## Work instructions
The answer must consist of each line of the records below that contains the string "about".

## Dataset extract
_ _ _

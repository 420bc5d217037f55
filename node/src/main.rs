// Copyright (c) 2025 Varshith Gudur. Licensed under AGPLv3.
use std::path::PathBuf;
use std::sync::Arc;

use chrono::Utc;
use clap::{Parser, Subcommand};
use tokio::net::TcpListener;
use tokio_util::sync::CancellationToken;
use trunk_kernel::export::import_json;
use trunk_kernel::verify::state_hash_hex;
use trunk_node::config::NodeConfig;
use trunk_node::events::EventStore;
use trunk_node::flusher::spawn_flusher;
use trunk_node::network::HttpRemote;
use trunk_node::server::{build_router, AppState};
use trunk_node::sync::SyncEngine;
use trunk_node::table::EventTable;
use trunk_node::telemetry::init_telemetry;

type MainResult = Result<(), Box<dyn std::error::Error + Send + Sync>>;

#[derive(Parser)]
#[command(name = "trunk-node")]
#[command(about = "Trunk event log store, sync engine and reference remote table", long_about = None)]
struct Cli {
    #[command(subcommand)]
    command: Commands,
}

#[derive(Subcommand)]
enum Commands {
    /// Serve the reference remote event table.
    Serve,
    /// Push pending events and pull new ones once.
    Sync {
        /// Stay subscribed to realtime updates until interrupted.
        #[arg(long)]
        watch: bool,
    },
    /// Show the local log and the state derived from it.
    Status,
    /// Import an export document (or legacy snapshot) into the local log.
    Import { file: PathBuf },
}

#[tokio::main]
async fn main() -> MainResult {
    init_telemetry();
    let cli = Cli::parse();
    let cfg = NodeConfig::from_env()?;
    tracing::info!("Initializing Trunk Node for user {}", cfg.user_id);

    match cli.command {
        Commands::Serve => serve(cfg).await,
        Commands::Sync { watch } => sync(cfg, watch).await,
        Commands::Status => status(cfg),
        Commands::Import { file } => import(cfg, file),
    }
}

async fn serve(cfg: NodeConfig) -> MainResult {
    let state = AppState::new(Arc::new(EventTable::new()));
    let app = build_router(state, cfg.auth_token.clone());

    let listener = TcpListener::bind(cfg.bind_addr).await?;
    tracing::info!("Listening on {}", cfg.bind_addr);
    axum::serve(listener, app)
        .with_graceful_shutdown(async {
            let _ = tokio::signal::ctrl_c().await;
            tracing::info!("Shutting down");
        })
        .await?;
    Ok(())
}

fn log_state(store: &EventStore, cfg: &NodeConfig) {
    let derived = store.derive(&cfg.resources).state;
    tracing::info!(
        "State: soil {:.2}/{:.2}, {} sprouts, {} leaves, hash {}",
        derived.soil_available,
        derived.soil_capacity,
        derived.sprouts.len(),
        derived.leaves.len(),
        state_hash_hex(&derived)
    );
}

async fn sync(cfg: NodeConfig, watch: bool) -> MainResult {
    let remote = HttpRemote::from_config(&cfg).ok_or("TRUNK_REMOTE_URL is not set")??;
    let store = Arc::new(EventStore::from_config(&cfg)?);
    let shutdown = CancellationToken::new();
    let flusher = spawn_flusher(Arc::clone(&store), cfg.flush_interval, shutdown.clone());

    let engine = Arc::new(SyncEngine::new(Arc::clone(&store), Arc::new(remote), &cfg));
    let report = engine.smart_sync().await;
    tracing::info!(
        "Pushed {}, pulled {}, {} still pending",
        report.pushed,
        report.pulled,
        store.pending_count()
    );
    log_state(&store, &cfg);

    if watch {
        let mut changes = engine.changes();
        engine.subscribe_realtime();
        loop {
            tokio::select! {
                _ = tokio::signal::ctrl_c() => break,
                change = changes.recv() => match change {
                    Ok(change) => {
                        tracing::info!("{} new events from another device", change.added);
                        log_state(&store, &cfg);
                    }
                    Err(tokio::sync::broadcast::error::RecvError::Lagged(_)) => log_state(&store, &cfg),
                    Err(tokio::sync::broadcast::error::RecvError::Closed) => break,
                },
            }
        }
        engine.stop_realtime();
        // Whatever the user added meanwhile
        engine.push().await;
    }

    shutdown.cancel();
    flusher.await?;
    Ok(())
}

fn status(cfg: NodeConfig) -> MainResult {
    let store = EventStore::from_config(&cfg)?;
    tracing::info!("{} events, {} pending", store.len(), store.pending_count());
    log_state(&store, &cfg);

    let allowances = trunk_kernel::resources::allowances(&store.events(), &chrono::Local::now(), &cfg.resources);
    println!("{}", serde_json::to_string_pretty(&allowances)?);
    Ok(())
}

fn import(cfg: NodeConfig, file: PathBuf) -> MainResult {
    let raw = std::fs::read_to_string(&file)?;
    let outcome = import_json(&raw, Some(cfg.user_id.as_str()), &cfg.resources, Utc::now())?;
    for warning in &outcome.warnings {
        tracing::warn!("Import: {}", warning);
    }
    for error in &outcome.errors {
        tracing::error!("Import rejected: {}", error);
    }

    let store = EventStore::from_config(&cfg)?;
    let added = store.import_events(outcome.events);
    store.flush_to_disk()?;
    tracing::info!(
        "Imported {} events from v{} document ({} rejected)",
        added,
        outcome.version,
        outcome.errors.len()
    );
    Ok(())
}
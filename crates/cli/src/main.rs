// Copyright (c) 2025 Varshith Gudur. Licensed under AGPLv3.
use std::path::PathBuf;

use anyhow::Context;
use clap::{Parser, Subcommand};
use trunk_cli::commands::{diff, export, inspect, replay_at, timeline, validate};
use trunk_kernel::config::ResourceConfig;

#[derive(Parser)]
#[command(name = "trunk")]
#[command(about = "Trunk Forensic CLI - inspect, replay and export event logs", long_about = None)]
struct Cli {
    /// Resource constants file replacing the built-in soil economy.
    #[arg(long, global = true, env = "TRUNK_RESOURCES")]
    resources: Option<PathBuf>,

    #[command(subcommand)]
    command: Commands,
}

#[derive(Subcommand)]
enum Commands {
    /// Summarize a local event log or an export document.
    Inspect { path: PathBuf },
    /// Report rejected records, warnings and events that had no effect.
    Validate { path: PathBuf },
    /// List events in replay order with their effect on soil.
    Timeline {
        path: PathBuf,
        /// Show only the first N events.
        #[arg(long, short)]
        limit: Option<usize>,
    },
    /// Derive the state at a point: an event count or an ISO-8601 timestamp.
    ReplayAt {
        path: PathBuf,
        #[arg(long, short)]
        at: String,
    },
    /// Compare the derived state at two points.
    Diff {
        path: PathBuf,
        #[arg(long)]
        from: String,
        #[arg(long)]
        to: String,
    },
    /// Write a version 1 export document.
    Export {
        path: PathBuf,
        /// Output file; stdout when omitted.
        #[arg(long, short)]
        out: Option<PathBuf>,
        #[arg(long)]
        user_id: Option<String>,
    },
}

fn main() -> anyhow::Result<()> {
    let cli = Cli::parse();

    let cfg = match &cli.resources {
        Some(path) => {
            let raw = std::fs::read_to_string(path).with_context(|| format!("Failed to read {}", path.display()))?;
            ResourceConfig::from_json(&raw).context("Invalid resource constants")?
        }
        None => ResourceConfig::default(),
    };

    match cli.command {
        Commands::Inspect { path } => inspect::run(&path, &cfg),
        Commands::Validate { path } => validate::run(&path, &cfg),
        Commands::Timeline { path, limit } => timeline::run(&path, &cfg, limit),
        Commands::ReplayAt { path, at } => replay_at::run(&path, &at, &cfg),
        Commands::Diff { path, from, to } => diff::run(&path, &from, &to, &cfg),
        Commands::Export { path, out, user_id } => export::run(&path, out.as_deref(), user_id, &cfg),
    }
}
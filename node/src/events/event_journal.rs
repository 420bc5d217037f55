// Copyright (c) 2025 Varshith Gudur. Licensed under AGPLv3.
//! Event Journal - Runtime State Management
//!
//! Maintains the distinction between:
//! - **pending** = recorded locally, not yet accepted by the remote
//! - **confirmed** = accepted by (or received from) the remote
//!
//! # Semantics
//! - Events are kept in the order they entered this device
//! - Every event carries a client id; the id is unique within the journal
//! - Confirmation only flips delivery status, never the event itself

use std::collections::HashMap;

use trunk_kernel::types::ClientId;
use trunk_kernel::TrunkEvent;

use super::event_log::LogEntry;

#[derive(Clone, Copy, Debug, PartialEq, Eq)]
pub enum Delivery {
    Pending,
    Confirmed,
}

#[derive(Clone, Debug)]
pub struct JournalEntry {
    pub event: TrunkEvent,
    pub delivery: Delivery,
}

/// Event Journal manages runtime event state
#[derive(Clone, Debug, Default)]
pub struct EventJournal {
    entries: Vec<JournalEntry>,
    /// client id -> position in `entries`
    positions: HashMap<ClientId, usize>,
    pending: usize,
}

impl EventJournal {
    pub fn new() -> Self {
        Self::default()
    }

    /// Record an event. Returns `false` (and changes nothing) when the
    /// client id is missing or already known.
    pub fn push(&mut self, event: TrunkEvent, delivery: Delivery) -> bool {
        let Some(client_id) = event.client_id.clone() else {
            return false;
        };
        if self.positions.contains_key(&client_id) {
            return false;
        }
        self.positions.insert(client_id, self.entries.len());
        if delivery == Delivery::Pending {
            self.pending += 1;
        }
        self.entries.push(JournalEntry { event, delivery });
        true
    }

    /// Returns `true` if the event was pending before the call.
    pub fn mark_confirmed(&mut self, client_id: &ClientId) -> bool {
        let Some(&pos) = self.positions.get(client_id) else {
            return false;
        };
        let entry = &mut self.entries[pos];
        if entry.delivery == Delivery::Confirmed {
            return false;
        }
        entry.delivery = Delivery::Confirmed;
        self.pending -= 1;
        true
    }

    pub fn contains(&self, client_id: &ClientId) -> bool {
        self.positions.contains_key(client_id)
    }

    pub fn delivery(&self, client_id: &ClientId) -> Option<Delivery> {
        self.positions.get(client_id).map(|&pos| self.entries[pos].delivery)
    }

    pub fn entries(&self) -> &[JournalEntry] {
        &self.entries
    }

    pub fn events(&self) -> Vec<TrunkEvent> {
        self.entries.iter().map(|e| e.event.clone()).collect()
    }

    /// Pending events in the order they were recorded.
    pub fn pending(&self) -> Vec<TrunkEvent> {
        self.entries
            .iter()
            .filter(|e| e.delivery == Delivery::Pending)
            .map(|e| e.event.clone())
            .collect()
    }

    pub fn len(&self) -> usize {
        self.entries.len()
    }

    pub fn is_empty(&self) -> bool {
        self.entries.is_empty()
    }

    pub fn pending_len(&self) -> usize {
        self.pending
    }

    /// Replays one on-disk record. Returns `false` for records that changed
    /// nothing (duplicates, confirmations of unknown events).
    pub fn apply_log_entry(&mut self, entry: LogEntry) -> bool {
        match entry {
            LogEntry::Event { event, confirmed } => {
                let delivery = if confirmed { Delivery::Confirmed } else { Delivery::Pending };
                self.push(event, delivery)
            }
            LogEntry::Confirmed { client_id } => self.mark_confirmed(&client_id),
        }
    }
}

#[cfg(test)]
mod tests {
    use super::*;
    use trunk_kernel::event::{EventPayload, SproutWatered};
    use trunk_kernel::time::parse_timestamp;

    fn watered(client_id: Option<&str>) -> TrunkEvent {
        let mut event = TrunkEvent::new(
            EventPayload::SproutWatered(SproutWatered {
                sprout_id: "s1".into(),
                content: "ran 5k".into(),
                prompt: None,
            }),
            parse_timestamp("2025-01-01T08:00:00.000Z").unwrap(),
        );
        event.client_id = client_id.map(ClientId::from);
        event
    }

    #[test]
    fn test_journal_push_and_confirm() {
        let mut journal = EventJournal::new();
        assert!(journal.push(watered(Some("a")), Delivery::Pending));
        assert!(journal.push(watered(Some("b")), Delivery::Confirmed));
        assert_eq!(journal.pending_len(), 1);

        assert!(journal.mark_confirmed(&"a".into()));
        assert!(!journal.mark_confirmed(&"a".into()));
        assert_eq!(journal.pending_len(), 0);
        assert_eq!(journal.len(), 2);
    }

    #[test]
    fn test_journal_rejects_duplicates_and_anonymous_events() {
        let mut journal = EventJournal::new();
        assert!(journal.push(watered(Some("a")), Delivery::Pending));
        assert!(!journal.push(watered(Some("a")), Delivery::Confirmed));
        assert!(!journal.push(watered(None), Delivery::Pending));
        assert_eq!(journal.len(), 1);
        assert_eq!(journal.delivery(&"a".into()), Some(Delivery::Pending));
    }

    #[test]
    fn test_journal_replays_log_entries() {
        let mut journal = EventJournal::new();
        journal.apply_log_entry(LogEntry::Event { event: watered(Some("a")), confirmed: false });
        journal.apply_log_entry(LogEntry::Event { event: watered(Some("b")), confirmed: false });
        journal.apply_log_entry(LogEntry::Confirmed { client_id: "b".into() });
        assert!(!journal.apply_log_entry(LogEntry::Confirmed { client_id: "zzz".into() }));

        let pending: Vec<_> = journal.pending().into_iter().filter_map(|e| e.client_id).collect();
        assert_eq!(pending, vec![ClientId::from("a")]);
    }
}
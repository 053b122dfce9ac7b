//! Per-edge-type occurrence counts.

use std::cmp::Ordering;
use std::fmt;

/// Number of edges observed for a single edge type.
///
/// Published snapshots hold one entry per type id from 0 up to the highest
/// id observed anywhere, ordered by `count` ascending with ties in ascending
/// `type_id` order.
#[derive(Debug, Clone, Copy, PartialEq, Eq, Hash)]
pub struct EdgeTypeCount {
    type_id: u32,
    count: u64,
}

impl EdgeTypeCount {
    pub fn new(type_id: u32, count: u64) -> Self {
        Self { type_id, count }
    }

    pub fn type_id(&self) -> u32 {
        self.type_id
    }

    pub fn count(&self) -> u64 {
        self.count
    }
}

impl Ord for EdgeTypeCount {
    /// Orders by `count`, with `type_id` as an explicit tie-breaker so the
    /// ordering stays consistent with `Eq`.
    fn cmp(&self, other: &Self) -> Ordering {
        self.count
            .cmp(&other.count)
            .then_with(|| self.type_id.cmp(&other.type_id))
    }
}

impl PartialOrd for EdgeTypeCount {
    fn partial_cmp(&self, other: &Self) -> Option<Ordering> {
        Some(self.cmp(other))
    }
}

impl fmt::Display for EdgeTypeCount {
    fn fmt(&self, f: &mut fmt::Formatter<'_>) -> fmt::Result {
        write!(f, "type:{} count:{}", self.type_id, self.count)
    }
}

_ _ _

## Response to the task
#[command(about = "Trunk event log store, sync engine and reference remote table", long_about = None)]
#[command(about = "Trunk Forensic CLI - inspect, replay and export event logs", long_about = None)]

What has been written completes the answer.